With her latest book, The Wordy Shipmates, author, NPR mainstay, and history buff Sarah Vowell attempts to make 17th-century Puritans amusing. And she succeeds. Vowell analyzes the prolific writers of the Massachusetts Bay Colony (hence the "wordy" in the book's title) with a 21st-century hindsight that includes the historical context for Ronald Reagan's cooptation of John Winthrop's phrase "city on a hill," and what the Brady Bunch taught American children about the first Thanksgiving. Vowell chatted with City Pages about Puritans and why they're still relevant.

City Pages: This book is drenched in research. How long did it take you to pick through old documents to piece the book together? What was the strangest or most unexpected thing you discovered?

Sarah Vowell: All books to me are 90 percent dillydallying and 10 percent really hard at the end. While reading John Winthrop's journal, I came across this incident where King Charles and his henchman, the Archbishop of Canterbury, ordered the Massachusetts Bay Colony to send back their charter. They threatened to send over a new governor, establishing more direct royal authority in Massachusetts Bay and, basically, usurp the magistrate. Winthrop talked about being at a meeting with the other magistrates and ministers to discuss what they would do if the king's new governor showed up to take over. He said, "We ought not to accept him." They started building a fort in Boston Harbor and training a militia. Basically, they were ready to start the Revolutionary War about 140 years early—suicide.
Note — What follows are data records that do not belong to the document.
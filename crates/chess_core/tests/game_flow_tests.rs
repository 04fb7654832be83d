//! Whole-game scenarios played through the public board API.

use chess_core::{
    Board, ChessError, Color, Coordinate, GameStatus, IllegalMoveReason, PieceKind, game_status,
    is_in_check, legal_moves,
};

fn sq(name: &str) -> Coordinate {
    let b = name.as_bytes();
    Coordinate::new((b[0] - b'a') as i8, (b[1] - b'1') as i8).unwrap()
}

fn play(board: &mut Board, moves: &[(&str, &str)]) -> GameStatus {
    let mut status = GameStatus::InProgress;
    for (from, to) in moves {
        let mv = board
            .propose_move(sq(from), sq(to), None)
            .unwrap_or_else(|e| panic!("{from}-{to}: {e}"));
        status = board.apply_move(&mv).unwrap().status;
    }
    status
}

// =============================================================================
// Finished games
// =============================================================================

#[test]
fn test_scholars_mate() {
    let mut board = Board::startpos();
    let status = play(
        &mut board,
        &[
            ("e2", "e4"),
            ("e7", "e5"),
            ("f1", "c4"),
            ("b8", "c6"),
            ("d1", "h5"),
            ("g8", "f6"),
            ("h5", "f7"),
        ],
    );
    assert_eq!(status, GameStatus::Checkmate { winner: Color::White });
    assert!(is_in_check(&board, Color::Black).unwrap());
    assert!(legal_moves(&board, Color::Black).unwrap().is_empty());
    assert_eq!(board.captured_pieces().len(), 1);
}

#[test]
fn test_fools_mate() {
    let mut board = Board::startpos();
    let status = play(
        &mut board,
        &[("f2", "f3"), ("e7", "e5"), ("g2", "g4"), ("d8", "h4")],
    );
    assert_eq!(status.winner(), Some(Color::Black));
}

#[test]
fn test_stalemate_king_and_pawn() {
    let board = Board::from_fen("6k1/6P1/6K1/8/8/8/8/8 b - - 0 1").unwrap();
    assert_eq!(game_status(&board).unwrap(), GameStatus::Stalemate);
}

#[test]
fn test_stalemate_reached_by_move() {
    let mut board = Board::from_fen("k7/2K5/8/1Q6/8/8/8/8 w - - 0 1").unwrap();
    let status = play(&mut board, &[("b5", "b6")]);
    assert_eq!(status, GameStatus::Stalemate);
}

// =============================================================================
// Turn order and rule enforcement
// =============================================================================

#[test]
fn test_turns_alternate() {
    let mut board = Board::startpos();
    play(&mut board, &[("d2", "d4")]);
    let err = board.propose_move(sq("e2"), sq("e4"), None).unwrap_err();
    assert!(matches!(
        err,
        ChessError::IllegalMove { reason: IllegalMoveReason::NotYourPiece, .. }
    ));
    play(&mut board, &[("d7", "d5"), ("e2", "e4")]);
    assert_eq!(board.side_to_move(), Color::Black);
}

#[test]
fn test_castle_then_promote_in_one_game() {
    let mut board = Board::from_fen("4k3/1P6/8/8/8/8/8/4K2R w K - 0 1").unwrap();
    play(&mut board, &[("e1", "g1"), ("e8", "d7")]);
    assert_eq!(board.piece_at(sq("f1")).kind, PieceKind::Rook);

    let mv = board
        .propose_move(sq("b7"), sq("b8"), Some(PieceKind::Rook))
        .unwrap();
    let outcome = board.apply_move(&mv).unwrap();
    assert!(!outcome.promotion_pending);
    assert_eq!(board.piece_at(sq("b8")).kind, PieceKind::Rook);
    assert_eq!(board.to_fen(), "1R6/3k4/8/8/8/8/8/5RK1 b - - 0 1");
}

#[test]
fn test_fen_round_trip() {
    for fen in [
        "rnbqkbnr/pppppppp/8/8/8/8/PPPPPPPP/RNBQKBNR w KQkq - 0 1",
        "r3k2r/p1ppqpb1/bn2pnp1/3PN3/1p2P3/2N2Q1p/PPPBBPPP/R3K2R w KQkq - 0 1",
        "rnbqkbnr/ppp1p1pp/8/3pPp2/8/8/PPPP1PPP/RNBQKBNR w KQkq f6 0 1",
    ] {
        assert_eq!(Board::from_fen(fen).unwrap().to_fen(), fen);
    }
}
Luckily, the governor's ship literally broke, just when this little ragtag group of religious fanatics decided to take on the most powerful naval power in the world. It really made me wonder how these Englishmen got the nerve to take on the king of England.

CP: Your book cites many modern references to Puritan phrases such as "city on a hill," "Puritan work ethic," and TV shows poking fun at the Puritans. Why do you think our society is still captivated by them?

SV: I don't think we particularly are. I only meet people who seem to be reading this book under duress. Maybe it's just my readers, but no one seems inherently excited about the topic itself, but they're willing to trust me and pick it up anyway. One reason to be aware of the founders of the Massachusetts Bay Colony is that, in many ways, we're them. Their idea of themselves as God's new chosen people—that's a crucial strand of the American DNA. They believed themselves to be helpful whether anybody wanted their help or not, and that seems like part of our inheritance, too, as Americans: the idea that we're what all other nations should aspire to. I think that's the sort of, let's call it self-confidence, that's part of who we are as a nation. It gets us into various pickles at times in history, including, oh, now.

CP: As you said, most people you encounter aren't too interested in the subject of the book. Did that make it a riskier endeavor for you since people are not as fascinated with Puritans as they are with presidential assassinations, the subject of your last book?

SV: They're not really that fascinated by the death of President Garfield, either. It's a matter of packaging, I guess. It's a book about history, not one of Americans' favorite topics. Obviously, my books don't sell themselves or I wouldn't be talking with you. But it's doing really well, I think it's doing better than my previous books. I'm really quite shocked, frankly. All I care about is if I'm interested. I feel like if I'm interested in something, I can somehow hoodwink other people into being interested in it.